For heterogeneous dictionaries use `dict[str, object]` and then you're forced to use the existing duck-typing mechanisms you're used to. Or, you refactor into better types and/or structures.

Is there friction? Sometimes. You don't have to annotate everything. If the cost is too prohibitive for a particular structure or function, ignore it. Sometimes there are mypy bugs that make writing correct code impossible. # type: ignore[reason] that sucker. Don't throw the baby out with the bath water.

We use a flake8 linter to enforce that all new or modified functions at least annotate their return type which makes interacting with functions quite a bit nicer, and encourages all devs to at least do the minimum. Usually you find that most args are appropriately typed at the same time.



Why not just use a statically type language? I really don't understand why python is so popular outside of a few specialized areas.


Because ecosystems are what makes people productive and languages are just a means to access them. Python's ecosystem is absolutely massive and high-quality.


Most popular languages have massive ecosystems. Don't see Python's being a differentiator except for a few specialized areas. In fact, the project I'm on runs on spark wrapped by python libraries, so really its the scala libraries that provide all the heavy lifting.


We use Spark extensively. We also use @pandas_udf to run some part of our Spark pipeline through some Python-only ML libraries.


Ah, but what if I'm a masochist and I want all the verbosity of a statically typed language with none of the benefits?


Try F#: Strongly typed but 100% inference of types => best of both worlds.


It's basically a lisp with better syntax.


I'm baffled by people loving type hints in python when strongly typed languages have been widely available for so long. This is why people liked java and c#.


There are way more differences between Python and Java than just "having explicit types". If that was the only difference, your comment would make more sense.

I would even go so far as to say that Java's type system is the very one that left such a bad taste in people's mouth that many people swore off explicitly typed languages for a decade or two. It really was that bad, especially before the last few years. It added a lot of extra boilerplate for minimal practical benefit. People used Java because it was fast, cross-platform, and less likely to go horribly wrong than unmanaged languages like C and C++. I doubt very many people used it because they just loved typing tons of boilerplate or because they thought the type system was good enough to catch tons of errors.

The type systems in Rust, TypeScript, and other more recent languages are far more expressive (and capable of catching real-world bugs) than what Java offered. If you think Java has a good type system... things have come a long way since then. Java gets updated continually, and some people will surely jump at my comment and claim things are great these days, but, no. Java is not up to par, even today. C# has done a better job of keeping up, in my opinion, but even it still lacks extremely useful features like proper Sum Types.
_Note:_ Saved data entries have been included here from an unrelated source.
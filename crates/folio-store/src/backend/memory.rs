//! In-memory store backend.
//!
//! Used for tests and for callers that only need in-process deduplication.
//! All data is lost when dropped.

use parking_lot::{Mutex, MutexGuard};

use crate::backend::{ExclusiveAccess, StoreBackend};
use crate::entry::EntryMap;
use crate::error::StoreResult;

/// In-memory backend. Thread-safe via an internal mutex.
#[derive(Debug, Default)]
pub struct MemoryBackend {
    entries: Mutex<EntryMap>,
}

impl MemoryBackend {
    /// Create an empty backend.
    pub fn new() -> Self {
        Self::default()
    }

    /// Number of raw entries held, expired ones included.
    pub fn raw_len(&self) -> usize {
        self.entries.lock().len()
    }
}

struct MemoryAccess<'a> {
    guard: MutexGuard<'a, EntryMap>,
}

impl ExclusiveAccess for MemoryAccess<'_> {
    fn read(&mut self) -> StoreResult<EntryMap> {
        Ok(self.guard.clone())
    }

    fn write(&mut self, entries: &EntryMap) -> StoreResult<()> {
        *self.guard = entries.clone();
        Ok(())
    }
}

impl StoreBackend for MemoryBackend {
    fn acquire(&self) -> StoreResult<Box<dyn ExclusiveAccess + '_>> {
        Ok(Box::new(MemoryAccess {
            guard: self.entries.lock(),
        }))
    }

    fn describe(&self) -> String {
        "memory".to_string()
    }
}
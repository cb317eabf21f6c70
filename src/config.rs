use serde::Deserialize;
use std::path::{Path, PathBuf};
use std::fs;
use anyhow::{Context, Result};

pub const EDUCATION_URL: &str =
    "https://cdn.freecodecamp.org/testable-projects-fcc/data/choropleth_map/for_user_education.json";
pub const TOPOLOGY_URL: &str =
    "https://cdn.freecodecamp.org/testable-projects-fcc/data/choropleth_map/counties.json";

#[derive(Debug, Deserialize, Clone, Default)]
#[serde(default)]
pub struct AppConfig {
    pub input: InputConfig,
    pub layout: LayoutConfig,
    pub output: OutputConfig,
    pub server: ServerConfig,
}

#[derive(Debug, Deserialize, Clone)]
#[serde(default)]
pub struct InputConfig {
    /// URL or local path of the education records array
    pub education: String,
    /// URL or local path of the TopoJSON topology
    pub topology: String,
    pub topology_object: String,
}

impl Default for InputConfig {
    fn default() -> Self {
        Self {
            education: EDUCATION_URL.to_string(),
            topology: TOPOLOGY_URL.to_string(),
            topology_object: "counties".to_string(),
        }
    }
}

/// Fixed drawing geometry. Passed by reference into every renderer.
#[derive(Debug, Deserialize, Clone, Copy, PartialEq)]
#[serde(default)]
pub struct LayoutConfig {
    pub width: f64,
    pub height: f64,
    /// Vertical offset of the counties group, clears the title block
    pub padding_top: f64,
    pub legend: LegendLayout,
}

impl Default for LayoutConfig {
    fn default() -> Self {
        Self {
            width: 960.0,
            height: 690.0,
            padding_top: 90.0,
            legend: LegendLayout::default(),
        }
    }
}

#[derive(Debug, Deserialize, Clone, Copy, PartialEq)]
#[serde(default)]
pub struct LegendLayout {
    pub left: f64,
    pub top: f64,
    pub width: f64,
    pub height: f64,
}

impl Default for LegendLayout {
    fn default() -> Self {
        Self {
            left: 900.0,
            top: 400.0,
            width: 24.0,
            height: 220.0,
        }
    }
}

#[derive(Debug, Deserialize, Clone)]
#[serde(default)]
pub struct OutputConfig {
    pub html: PathBuf,
}

impl Default for OutputConfig {
    fn default() -> Self {
        Self {
            html: PathBuf::from("output/index.html"),
        }
    }
}

#[derive(Debug, Deserialize, Clone)]
#[serde(default)]
pub struct ServerConfig {
    pub port: u16,
}

impl Default for ServerConfig {
    fn default() -> Self {
        Self { port: 8080 }
    }
}

impl AppConfig {
    pub fn load_from_file(path: &Path) -> Result<Self> {
        let content = fs::read_to_string(path)
            .with_context(|| format!("Failed to read config file: {:?}", path))?;
        Self::from_toml(&content)
    }

    pub fn from_toml(content: &str) -> Result<Self> {
        let config: AppConfig = toml::from_str(content)
            .with_context(|| "Failed to parse TOML configuration")?;
        Ok(config)
    }
}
I don't have much experience with Python's type hinting, so I can't comment as directly there.


And many of us prefer simplicity in languages.

When a language like typescript supports too many obscure features, or multiple ways to do the same thing, the curve becomes too steep to be proficient.


> C# has done a better job of keeping up, in my opinion, but even it still lacks extremely useful features like proper Sum Types

Does type pattern matching comes close? https://dotnetfiddle.net/Oz2Qyd

Yeah, it doesn't prevent passing unexpected type as object to Print func and getting runtime exceptions. And returning "object" type isn't helpful if we want to prevent runtime errors. But then again, it can be written to spit out compile time errors: https://dotnetfiddle.net/XfKVaa


F# is a great example of a strongly typed language where you almost never have to write type’s explicitly. The best of both worlds IMHO.


You misunderstand the ecosystem. Many folk program in Python because it’s largely forced upon them. It’s often the easiest language to work with for data science, ML Eng, or data engineering, despite many frameworks actually running in the JVM. It’s simply more accessible. The appeal of Python has not been its provenance or design for over 15 years, but rather the ecosystem.


Most engineers I work with are very happy to work with python. They would not say it is forced upon them. You are free to provide a much better alternative (that does not exist as far as I know).


Same thing happened to the JS world with typescript (though typescript seems more powerful than python type annotations).

Its fine though - I'm glad the culture is trending towards understanding that strong typing saves you time rather than causes you extra time. This is true even for very small and simple programs, and even if you're the only developer.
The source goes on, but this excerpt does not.